## The task
Your answer is every line of the material below in which the string "JOIN" occurs.

## Data for this exercise
============================================================
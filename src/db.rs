// src/db.rs - Database migrations, report views and pool setup

use std::str::FromStr;
use std::time::Duration;

use anyhow::{Context, Result};
use sqlx::sqlite::{SqliteConnectOptions, SqliteJournalMode, SqlitePoolOptions};
use sqlx::{ConnectOptions, SqlitePool};

use crate::config::DatabaseConfig;

/// Names of the precomputed report sources, in installation order.
pub const REPORT_VIEWS: [&str; 4] = [
    "v_estadisticas_sistema",
    "v_equipos_resumen",
    "v_mantenimientos_detalle",
    "v_equipos_mantenimiento_pendiente",
];

/// Builds the process-wide pool. The handle is owned by the startup routine and
/// passed explicitly to everything that touches the database.
pub async fn create_pool(db_config: &DatabaseConfig) -> Result<SqlitePool> {
    let options = SqliteConnectOptions::from_str(&db_config.url)
        .with_context(|| format!("Invalid database url: {}", db_config.url))?
        .create_if_missing(true)
        .foreign_keys(true)
        .journal_mode(SqliteJournalMode::Wal)
        .log_statements(log::LevelFilter::Debug)
        .log_slow_statements(
            log::LevelFilter::Warn,
            Duration::from_millis(db_config.slow_statement_ms),
        );

    let pool = SqlitePoolOptions::new()
        .max_connections(db_config.max_connections)
        .min_connections(db_config.min_connections)
        .acquire_timeout(Duration::from_secs(db_config.connect_timeout))
        .idle_timeout(Duration::from_secs(db_config.idle_timeout))
        .connect_with(options)
        .await
        .with_context(|| format!("Failed to open database: {}", db_config.url))?;

    Ok(pool)
}

pub async fn run_migrations(pool: &SqlitePool, install_views: bool) -> Result<()> {
    sqlx::query("PRAGMA foreign_keys = ON")
        .execute(pool)
        .await?;

    sqlx::query(
        r#"
        CREATE TABLE IF NOT EXISTS usuarios (
            id TEXT PRIMARY KEY,
            email TEXT NOT NULL UNIQUE CHECK(length(email) >= 5 AND length(email) <= 255),
            nombre TEXT NOT NULL CHECK(length(nombre) > 0 AND length(nombre) <= 255),
            password_hash TEXT NOT NULL,
            rol TEXT NOT NULL DEFAULT 'TECNICO' CHECK(rol IN ('ADMIN', 'TECNICO')),
            estado TEXT NOT NULL DEFAULT 'ACTIVO' CHECK(estado IN ('ACTIVO', 'INACTIVO')),
            created_at DATETIME NOT NULL,
            updated_at DATETIME NOT NULL
        )
        "#,
    )
        .execute(pool)
        .await?;

    sqlx::query(
        r#"
        CREATE TABLE IF NOT EXISTS equipos (
            id TEXT PRIMARY KEY,
            nombre TEXT NOT NULL CHECK(length(nombre) > 0 AND length(nombre) <= 255),
            marca TEXT NOT NULL CHECK(length(marca) <= 255),
            modelo TEXT NOT NULL CHECK(length(modelo) <= 255),
            numero_serie TEXT NOT NULL UNIQUE CHECK(length(numero_serie) <= 100),
            id_control TEXT NOT NULL UNIQUE CHECK(length(id_control) <= 100),
            ubicacion TEXT NOT NULL CHECK(length(ubicacion) <= 255),
            descripcion_pdf TEXT CHECK(descripcion_pdf IS NULL OR length(descripcion_pdf) <= 1000),
            estado TEXT NOT NULL DEFAULT 'ACTIVO' CHECK(estado IN ('ACTIVO', 'INACTIVO')),
            created_at DATETIME NOT NULL,
            updated_at DATETIME NOT NULL
        )
        "#,
    )
        .execute(pool)
        .await?;

    sqlx::query(
        r#"
        CREATE TABLE IF NOT EXISTS mantenimientos (
            id TEXT PRIMARY KEY,
            equipo_id TEXT NOT NULL,
            tecnico_id TEXT NOT NULL,
            tipo_mantenimiento TEXT NOT NULL CHECK(length(tipo_mantenimiento) <= 100),
            fecha DATETIME NOT NULL,
            fecha_proximo_manto DATETIME,
            observaciones TEXT NOT NULL CHECK(length(observaciones) <= 2000),
            estado TEXT NOT NULL DEFAULT 'ACTIVO' CHECK(estado IN ('ACTIVO', 'INACTIVO')),
            created_at DATETIME NOT NULL,
            updated_at DATETIME NOT NULL,
            FOREIGN KEY (equipo_id) REFERENCES equipos (id),
            FOREIGN KEY (tecnico_id) REFERENCES usuarios (id)
        )
        "#,
    )
        .execute(pool)
        .await?;

    // ==================== INDEXES ====================

    let indexes = [
        "CREATE INDEX IF NOT EXISTS idx_usuarios_estado ON usuarios(estado)",
        "CREATE INDEX IF NOT EXISTS idx_equipos_estado ON equipos(estado)",
        "CREATE INDEX IF NOT EXISTS idx_equipos_nombre ON equipos(nombre)",
        "CREATE INDEX IF NOT EXISTS idx_mantenimientos_equipo ON mantenimientos(equipo_id)",
        "CREATE INDEX IF NOT EXISTS idx_mantenimientos_tecnico ON mantenimientos(tecnico_id)",
        "CREATE INDEX IF NOT EXISTS idx_mantenimientos_fecha ON mantenimientos(fecha)",
        "CREATE INDEX IF NOT EXISTS idx_mantenimientos_proximo ON mantenimientos(fecha_proximo_manto)",
    ];
    for statement in indexes {
        sqlx::query(statement).execute(pool).await?;
    }

    if install_views {
        install_report_views(pool).await?;
    } else {
        log::warn!("Report views disabled; statistics will be computed by the fallback engine");
    }

    log::info!("Database migrations completed");
    Ok(())
}

/// Creates the precomputed report views. Timestamps are compared through
/// `julianday()` so RFC 3339 values and SQLite's own clock line up to the
/// millisecond.
pub async fn install_report_views(pool: &SqlitePool) -> Result<()> {
    sqlx::query(
        r#"
        CREATE VIEW IF NOT EXISTS v_estadisticas_sistema AS
        SELECT
            (SELECT COUNT(*) FROM equipos) AS total_equipos,
            (SELECT COUNT(*) FROM equipos WHERE estado = 'ACTIVO') AS equipos_activos,
            (SELECT COUNT(*) FROM mantenimientos) AS total_mantenimientos,
            (SELECT COUNT(*) FROM mantenimientos
                WHERE julianday(fecha) >= julianday('now', 'start of month')
                  AND julianday(fecha) < julianday('now', 'start of month', '+1 month')) AS mantenimientos_mes,
            (SELECT COUNT(*) FROM usuarios) AS total_usuarios,
            (SELECT COUNT(*) FROM usuarios WHERE estado = 'ACTIVO') AS usuarios_activos,
            (SELECT COUNT(*) FROM mantenimientos
                WHERE estado = 'ACTIVO'
                  AND fecha_proximo_manto IS NOT NULL
                  AND julianday(fecha_proximo_manto) >= julianday('now')
                  AND julianday(fecha_proximo_manto) <= julianday('now', '+30 days')) AS mantenimientos_pendientes
        "#,
    )
        .execute(pool)
        .await?;

    sqlx::query(
        r#"
        CREATE VIEW IF NOT EXISTS v_equipos_resumen AS
        SELECT
            e.id,
            e.nombre,
            e.marca,
            e.modelo,
            e.ubicacion,
            COUNT(m.id) AS total_mantenimientos,
            MAX(m.fecha) AS ultimo_mantenimiento
        FROM equipos e
        LEFT JOIN mantenimientos m ON m.equipo_id = e.id AND m.estado = 'ACTIVO'
        WHERE e.estado = 'ACTIVO'
        GROUP BY e.id, e.nombre, e.marca, e.modelo, e.ubicacion
        "#,
    )
        .execute(pool)
        .await?;

    sqlx::query(
        r#"
        CREATE VIEW IF NOT EXISTS v_mantenimientos_detalle AS
        SELECT
            m.id,
            m.equipo_id,
            m.tecnico_id,
            m.tipo_mantenimiento,
            m.fecha,
            m.fecha_proximo_manto,
            m.observaciones,
            m.estado,
            e.nombre AS equipo_nombre,
            e.marca AS equipo_marca,
            e.modelo AS equipo_modelo,
            e.ubicacion AS equipo_ubicacion,
            u.nombre AS tecnico_nombre,
            u.email AS tecnico_email
        FROM mantenimientos m
        JOIN equipos e ON e.id = m.equipo_id
        JOIN usuarios u ON u.id = m.tecnico_id
        WHERE m.estado = 'ACTIVO'
        "#,
    )
        .execute(pool)
        .await?;

    sqlx::query(
        r#"
        CREATE VIEW IF NOT EXISTS v_equipos_mantenimiento_pendiente AS
        SELECT *
        FROM v_mantenimientos_detalle
        WHERE fecha_proximo_manto IS NOT NULL
          AND julianday(fecha_proximo_manto) >= julianday('now')
          AND julianday(fecha_proximo_manto) <= julianday('now', '+30 days')
        "#,
    )
        .execute(pool)
        .await?;

    log::info!("Installed {} report views", REPORT_VIEWS.len());
    Ok(())
}

/// Drops every report view, dependents first.
pub async fn drop_report_views(pool: &SqlitePool) -> Result<()> {
    for view in REPORT_VIEWS.iter().rev() {
        sqlx::query(&format!("DROP VIEW IF EXISTS {}", view))
            .execute(pool)
            .await?;
    }
    Ok(())
}

pub async fn view_exists(pool: &SqlitePool, name: &str) -> Result<bool> {
    let count: i64 = sqlx::query_scalar(
        "SELECT COUNT(*) FROM sqlite_master WHERE type = 'view' AND name = ?"
    )
        .bind(name)
        .fetch_one(pool)
        .await?;
    Ok(count > 0)
}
============================================================
## Your solution
        LEFT JOIN mantenimientos m ON m.equipo_id = e.id AND m.estado = 'ACTIVO'
        JOIN equipos e ON e.id = m.equipo_id
        JOIN usuarios u ON u.id = m.tecnico_id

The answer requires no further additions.